CHEM231: Chemical Kinetics and Reaction Dynamics
Professor: R. Continetti, Winter
Classical kinetics, transition state theory, unimolecular decomposition, potential energy surfaces; scattering processes and photodissociation processes.
BGGN220: Advanced Molecular Biology
Professor: W. McGinnis, Fall
Provides a broad, advanced-level coverage of modern molecular biology for first-year graduate students.
BGGN221: Advanced Protein Biochemistry
Professor: Faculty
This course also covers the relationship between the structure and function of selected proteins.

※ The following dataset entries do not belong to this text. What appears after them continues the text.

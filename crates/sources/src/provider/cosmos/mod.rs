//! Cosmos SDK balance source.
//!
//! Queries a chain's REST surface for bank balances, staking delegations
//! and accumulated rewards. Staking and rewards are only queried when the
//! bank query returned at least one balance; an account with no liquid
//! funds on a chain is assumed to hold nothing else there. This gate is a
//! deliberate cost-saving policy carried over from the reference
//! behavior.

mod models;

use std::collections::HashMap;
use std::sync::Arc;

use async_trait::async_trait;
use log::debug;
use reqwest::Client;
use rust_decimal::Decimal;

use crate::errors::SourceError;
use crate::models::{BalanceRecord, CosmosNetwork, DenomOverride, QueryTarget};
use crate::prices::PriceTable;
use crate::provider::BalanceSource;
use crate::registry::{resolve_denom, AssetList, ChainRegistry};
use crate::utils::{identity_key, parse_scaled_amount};

use models::{BankBalancesResponse, Coin, DelegationsResponse, RewardsResponse};

pub struct CosmosSource {
    network: CosmosNetwork,
    client: Client,
    registry: Arc<ChainRegistry>,
    overrides: Arc<HashMap<String, DenomOverride>>,
    prices: Arc<PriceTable>,
}

impl CosmosSource {
    pub fn new(
        network: CosmosNetwork,
        client: Client,
        registry: Arc<ChainRegistry>,
        overrides: Arc<HashMap<String, DenomOverride>>,
        prices: Arc<PriceTable>,
    ) -> Self {
        Self {
            network,
            client,
            registry,
            overrides,
            prices,
        }
    }

    /// Picks the REST endpoint: explicit config wins, otherwise the
    /// registry's candidates are probed and the first healthy one is
    /// used.
    async fn rest_endpoint(&self) -> Result<String, SourceError> {
        if let Some(api) = &self.network.api {
            return Ok(api.trim_end_matches('/').to_string());
        }
        let info = self.registry.chain_info(&self.network.name).await?;
        self.registry
            .active_endpoint(&self.network.name, &info.apis.rest)
            .await
    }

    async fn get_json<T>(&self, url: &str, context: &str) -> Result<T, SourceError>
    where
        T: serde::de::DeserializeOwned,
    {
        let response = self.client.get(url).send().await?;
        if !response.status().is_success() {
            return Err(SourceError::Status {
                url: url.to_string(),
                status: response.status().as_u16(),
            });
        }
        response
            .json::<T>()
            .await
            .map_err(|e| SourceError::decode(context, e))
    }

    /// Turns `{denom, amount}` pairs into records labeled
    /// `"<network>-<section>"`.
    fn records_from_coins(
        &self,
        coins: &[Coin],
        section: &str,
        address: &str,
        assets: Option<&AssetList>,
    ) -> Vec<BalanceRecord> {
        let mut records = Vec::with_capacity(coins.len());
        for coin in coins {
            let (symbol, decimals) = resolve_denom(assets, &self.overrides, &coin.denom);
            let amount = match parse_scaled_amount(&coin.amount, decimals) {
                Ok(amount) => amount,
                Err(err) => {
                    debug!("{}: skipping {}: {err}", self.network.name, coin.denom);
                    continue;
                }
            };
            records.push(BalanceRecord {
                source_label: format!("{}-{}", self.network.name, section),
                account: address.to_string(),
                identity_key: identity_key(address),
                usd_value: self.prices.usd_value(&symbol, amount),
                token: symbol,
                amount,
                decimals,
            });
        }
        records
    }

    async fn bank_balances(&self, api: &str, address: &str) -> Result<Vec<Coin>, SourceError> {
        let url = format!("{api}/cosmos/bank/v1beta1/balances/{address}");
        let response: BankBalancesResponse = self.get_json(&url, "bank balances").await?;
        Ok(response.balances)
    }

    async fn staking_balances(&self, api: &str, address: &str) -> Result<Vec<Coin>, SourceError> {
        let url = format!("{api}/cosmos/staking/v1beta1/delegations/{address}");
        let response: DelegationsResponse = self.get_json(&url, "staking delegations").await?;
        Ok(response
            .delegation_responses
            .into_iter()
            .map(|d| d.balance)
            .collect())
    }

    async fn reward_balances(&self, api: &str, address: &str) -> Result<Vec<Coin>, SourceError> {
        let url = format!("{api}/cosmos/distribution/v1beta1/delegators/{address}/rewards");
        let response: RewardsResponse = self.get_json(&url, "rewards").await?;
        sum_rewards(&response)
    }
}

/// Rewards arrive per validator; they are summed per denom before
/// scaling so one record per token comes out.
fn sum_rewards(response: &RewardsResponse) -> Result<Vec<Coin>, SourceError> {
    let mut totals: HashMap<String, Decimal> = HashMap::new();
    let mut order: Vec<String> = Vec::new();
    for validator in &response.rewards {
        for coin in &validator.reward {
            let amount = parse_scaled_amount(&coin.amount, 0)?;
            let entry = totals.entry(coin.denom.clone()).or_insert_with(|| {
                order.push(coin.denom.clone());
                Decimal::ZERO
            });
            *entry += amount;
        }
    }
    Ok(order
        .into_iter()
        .map(|denom| {
            let amount = totals[&denom];
            Coin {
                denom,
                amount: amount.to_string(),
            }
        })
        .collect())
}

#[async_trait]
impl BalanceSource for CosmosSource {
    fn label(&self) -> &str {
        &self.network.name
    }

    async fn query(&self, target: &QueryTarget) -> Result<Vec<BalanceRecord>, SourceError> {
        let api = self.rest_endpoint().await?;
        let address = &target.address;
        let assets = self.registry.asset_list(&self.network.name).await.ok();
        let assets = assets.as_deref();

        let bank = self.bank_balances(&api, address).await?;
        let mut records = self.records_from_coins(&bank, "bank", address, assets);

        // Staking and rewards only exist where liquid funds do; see the
        // module docs for the gate policy.
        if !bank.is_empty() {
            match self.staking_balances(&api, address).await {
                Ok(staking) => {
                    records.extend(self.records_from_coins(&staking, "staking", address, assets))
                }
                Err(err) => debug!("{}: staking query failed: {err}", self.network.name),
            }
            match self.reward_balances(&api, address).await {
                Ok(rewards) => {
                    records.extend(self.records_from_coins(&rewards, "rewards", address, assets))
                }
                Err(err) => debug!("{}: rewards query failed: {err}", self.network.name),
            }
        }

        Ok(records)
    }
}

#[cfg(test)]
mod tests {
    use super::*;
    use rust_decimal_macros::dec;

    fn source() -> CosmosSource {
        CosmosSource::new(
            CosmosNetwork {
                name: "osmosis".to_string(),
                prefix: "osmo".to_string(),
                api: Some("https://lcd.osmosis.zone".to_string()),
            },
            Client::new(),
            Arc::new(ChainRegistry::new(Client::new())),
            Arc::new(HashMap::new()),
            Arc::new(PriceTable::from_prices([("OSMO", dec!(0.5))])),
        )
    }

    #[test]
    fn test_records_from_coins_labels_and_values() {
        let source = source();
        let coins = vec![Coin {
            denom: "uosmo".to_string(),
            amount: "4000000".to_string(),
        }];
        let records = source.records_from_coins(&coins, "bank", "osmo1testaddr", None);
        assert_eq!(records.len(), 1);
        let record = &records[0];
        assert_eq!(record.source_label, "osmosis-bank");
        assert_eq!(record.account, "osmo1testaddr");
        assert_eq!(record.token, "OSMO");
        assert_eq!(record.amount, dec!(4));
        assert_eq!(record.usd_value, dec!(2.0));
        assert_eq!(record.decimals, 6);
    }

    #[test]
    fn test_records_from_coins_unpriced_token_is_zero_valued() {
        let source = source();
        let coins = vec![Coin {
            denom: "ujuno".to_string(),
            amount: "1000000".to_string(),
        }];
        let records = source.records_from_coins(&coins, "bank", "osmo1testaddr", None);
        assert_eq!(records[0].usd_value, Decimal::ZERO);
    }

    #[test]
    fn test_records_from_coins_skips_unparsable_amounts() {
        let source = source();
        let coins = vec![
            Coin {
                denom: "uosmo".to_string(),
                amount: "garbage".to_string(),
            },
            Coin {
                denom: "uosmo".to_string(),
                amount: "1000000".to_string(),
            },
        ];
        let records = source.records_from_coins(&coins, "bank", "osmo1testaddr", None);
        assert_eq!(records.len(), 1);
        assert_eq!(records[0].amount, Decimal::ONE);
    }

    #[test]
    fn test_sum_rewards_aggregates_per_denom() {
        let response: RewardsResponse = serde_json::from_str(
            r#"{
                "rewards": [
                    {"reward": [
                        {"denom": "uosmo", "amount": "100000.5"},
                        {"denom": "uion", "amount": "7"}
                    ]},
                    {"reward": [{"denom": "uosmo", "amount": "200000.25"}]}
                ]
            }"#,
        )
        .unwrap();
        let coins = sum_rewards(&response).unwrap();
        assert_eq!(coins.len(), 2);
        assert_eq!(coins[0].denom, "uosmo");
        assert_eq!(coins[0].amount, "300000.75");
        assert_eq!(coins[1].denom, "uion");
        assert_eq!(coins[1].amount, "7");
    }

    #[test]
    fn test_sum_rewards_rejects_bad_amounts() {
        let response: RewardsResponse = serde_json::from_str(
            r#"{"rewards": [{"reward": [{"denom": "uosmo", "amount": "??"}]}]}"#,
        )
        .unwrap();
        assert!(sum_rewards(&response).is_err());
    }
}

BGGN222: Advanced Cell Biology
Professor: D. Forbes, Winter
A coverage of modern cell biology for first year graduate students.
BGGN223: Advanced Genetics
Professor: L. Pillus, Spring
Provides a broad and extensive advanced-level coverage of molecular and formal aspects of genetics.
BGGN224: Advanced Neurobiology
Professors: N. Spitzer, M. Feller, M. Scanziani, Fall
Course covers modern molecular, cellular, developmental, and physiological aspects of neurobiology.
BGGN253: Immunology
Professor: S. Ho, Fall
Topics in specialized areas of immunochemistry and cellular immunology, etc.
BGGN254: Cell and Membrane Physiology
Professor: M. Farquhar
This course is a survey covering current subjects in membrane biology relevant to medicine.
PHYS200A/B: Theoretical Mechanics
Professor: P. Diamond, Fall
Lagrange's equations, Hamilton's principle, symmetry, constants of motion, action-angle variables, adiabatic invariants, perturbation theory, non-integrable systems and chaos.
PHYS203A/B: Classical Electrodynamics
Professor: K. Intriligator
Electrostatics, symmetries of LaPlace's equations, magnetostatics, Green functions for Maxwell's equations, special theory of relativity, multipole radiation fields.
PHYS212: Quantum Mechanics
Professor: A. Manohar, Fall
PHARM231: Contemporary Topics in the Pharmacological Sciences
Professors: R. Tsien and P. Taylor, Spring
The course presents the basic principles of fluorescence, looking in more detail at steady-state fluorescence instrumentation and microscopy as well as time-resolved fluorescence and the use of fluorescent tools in research. In this course, students must also select a paper on the techniques of fluorescent tools in studying cellular or molecular function.